WHAT THE EXERCISE ASKS:
Check every line in the listing below for "reached". Copy the ones where it occurs.

RECORDS SHOWN:
☆ ☆ ☆ ☆ ☆

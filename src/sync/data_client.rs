//! A synchronization participant: one swap data source, its linear model and
//! its verifier.

use parking_lot::Mutex;
use std::sync::Arc;
use tracing::info;

use crate::core::time::Time;
use crate::sync::linear_model::SwapLinearModel;
use crate::sync::swap_data::{SwapData, SwapDataContainer};
use crate::sync::verifier::{SyncVerifier, SyncVerifierConfig, VerifierTests};

/// Parameters of a data client.
#[derive(Debug, Clone, Copy, PartialEq)]
pub struct DataClientConfig {
    /// How much swapping history the model and verifier look at.
    pub collection_duration: Time,
    /// Allowed deviation from the nominal period, as a fraction of it.
    pub tolerance: f64,
    pub tests: VerifierTests,
}

impl Default for DataClientConfig {
    fn default() -> Self {
        Self {
            collection_duration: Time::from_millis(500),
            tolerance: 0.25,
            tests: VerifierTests::default(),
        }
    }
}

#[derive(Debug)]
struct ClientState {
    model: SwapLinearModel,
    verifier: SyncVerifier,
    autoupdate: bool,
}

/// Model and verifier bound to one swap data container.
///
/// # Thread Safety
///
/// Internally locked; the model refits lazily whenever the container has new
/// data and a prediction is requested.
#[derive(Debug)]
pub struct DataClient {
    container: Arc<SwapDataContainer>,
    nominal_period: Time,
    required_swaps: usize,
    state: Mutex<ClientState>,
}

impl DataClient {
    /// Create a client over `container`.
    ///
    /// # Arguments
    ///
    /// * `nominal_period` - Expected time between two swaps of the source.
    /// * `config` - Collection duration and tolerance. The number of required
    ///   swaps is `ceil(collection_duration / nominal_period)`, at least 2.
    pub fn new(container: Arc<SwapDataContainer>, nominal_period: Time, config: DataClientConfig) -> Self {
        let required_swaps = required_swaps(config.collection_duration, nominal_period);
        let verifier = SyncVerifier::new(
            container.clone(),
            SyncVerifierConfig {
                required_swaps,
                nominal_period,
                period_tolerance: config.tolerance,
                tests: config.tests,
            },
        );
        Self {
            state: Mutex::new(ClientState {
                model: SwapLinearModel::new(container.clone(), required_swaps),
                verifier,
                autoupdate: true,
            }),
            container,
            nominal_period,
            required_swaps,
        }
    }

    pub fn container(&self) -> &Arc<SwapDataContainer> {
        &self.container
    }

    pub fn nominal_period(&self) -> Time {
        self.nominal_period
    }

    pub fn required_swaps(&self) -> usize {
        self.required_swaps
    }

    /// When disabled, predictions use the last fit even if newer data exist.
    pub fn set_autoupdate(&self, autoupdate: bool) {
        self.state.lock().autoupdate = autoupdate;
    }

    /// Refit the model on the current data.
    pub fn update(&self) -> bool {
        self.state.lock().model.update()
    }

    /// Whether the verifier accepts the current data.
    pub fn all_ready(&self) -> bool {
        let mut state = self.state.lock();
        if state.autoupdate {
            state.model.update();
        }
        state.verifier.is_synchronized()
    }

    /// Whether the model is fitted on enough samples and up to date.
    pub fn model_usable(&self) -> bool {
        let mut state = self.state.lock();
        if state.autoupdate {
            state.model.update();
        }
        state.model.is_usable()
    }

    pub fn store_prediction(&self, unit: u64, time: Time) {
        self.state.lock().verifier.store_prediction(unit, time);
    }

    /// Predicted time at which `unit` is reached.
    ///
    /// Asking for the last observed unit returns the observed time itself.
    pub fn predict_time_at(&self, unit: u64) -> Option<Time> {
        if let Some(last) = self.container.last_swap_data() {
            if last.unit == unit {
                return Some(last.time);
            }
        }
        let mut state = self.state.lock();
        if state.autoupdate {
            state.model.update();
        }
        state.model.y(unit)
    }

    /// Predicted fractional unit reached at `time`.
    pub fn predict_unit_at(&self, time: Time) -> Option<f64> {
        let mut state = self.state.lock();
        if state.autoupdate {
            state.model.update();
        }
        state.model.x(time)
    }

    /// Predicted time of the next swap.
    pub fn predict_next_swap_time(&self) -> Option<Time> {
        self.predict_time_at(self.container.next_swap_unit())
    }

    /// Predicted time from `now` until the next swap. Negative when overdue.
    pub fn predict_time_to_next_swap(&self, now: Time) -> Option<Time> {
        self.predict_next_swap_time().map(|t| t - now)
    }

    pub fn last_swap_data(&self) -> Option<SwapData> {
        self.container.last_swap_data()
    }
}

fn required_swaps(duration: Time, period: Time) -> usize {
    if period <= Time::ZERO {
        return 2;
    }
    let swaps = (duration / period).ceil();
    if swaps < 2.0 {
        info!(
            "Collection duration {} covers fewer than 2 swaps of {}, using 2",
            duration, period
        );
        return 2;
    }
    swaps as usize
}

#[cfg(test)]
mod tests {
    use super::*;

    const PERIOD: Time = Time::from_micros(16_667);

    fn client_with(count: u64) -> DataClient {
        let container = SwapDataContainer::shared(100, 1);
        for k in 1..=count {
            container.store(k, Time::from_secs(1) + PERIOD * k as i64);
        }
        DataClient::new(
            container,
            PERIOD,
            DataClientConfig {
                collection_duration: PERIOD * 5,
                ..DataClientConfig::default()
            },
        )
    }

    #[test]
    fn test_required_swaps() {
        assert_eq!(required_swaps(Time::from_millis(100), PERIOD), 6);
        assert_eq!(required_swaps(Time::from_millis(1), PERIOD), 2);
        assert_eq!(required_swaps(Time::ZERO, PERIOD), 2);
    }

    #[test]
    fn test_ready_and_predictions() {
        let client = client_with(12);
        assert_eq!(client.required_swaps(), 5);
        assert!(client.all_ready());
        assert!(client.model_usable());
        let next = client.predict_next_swap_time().unwrap();
        assert!((next - (Time::from_secs(1) + PERIOD * 13)).abs() < Time::from_micros(1));
        let now = Time::from_secs(1) + PERIOD * 12 + Time::from_millis(10);
        let to_next = client.predict_time_to_next_swap(now).unwrap();
        assert!((to_next - (PERIOD - Time::from_millis(10))).abs() < Time::from_micros(1));
        let unit = client.predict_unit_at(Time::from_secs(1) + PERIOD * 20).unwrap();
        assert!((unit - 20.0).abs() < 1e-6);
    }

    #[test]
    fn test_last_observed_unit_returns_observed_time() {
        let container = SwapDataContainer::shared(100, 1);
        for k in 1..=10u64 {
            // jitter so the fit does not pass exactly through the last point
            let jitter = if k % 2 == 0 { 300 } else { -300 };
            container.store(k, PERIOD * k as i64 + Time::from_micros(jitter));
        }
        let client = DataClient::new(container, PERIOD, DataClientConfig::default());
        assert_eq!(client.predict_time_at(10), Some(PERIOD * 10 + Time::from_micros(300)));
    }

    #[test]
    fn test_not_ready_without_data() {
        let client = client_with(0);
        assert!(!client.all_ready());
        assert!(!client.model_usable());
        assert_eq!(client.predict_next_swap_time(), None);
    }

    #[test]
    fn test_autoupdate_off_keeps_last_fit() {
        let client = client_with(6);
        assert!(client.model_usable());
        client.set_autoupdate(false);
        client.container().store(7, Time::from_secs(1) + PERIOD * 7);
        assert!(!client.model_usable());
        assert!(client.update());
        assert!(client.model_usable());
    }
}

☆ ☆ ☆ ☆ ☆

WRITTEN SOLUTION:
    /// Predicted time at which `unit` is reached.
    /// Predicted fractional unit reached at `time`.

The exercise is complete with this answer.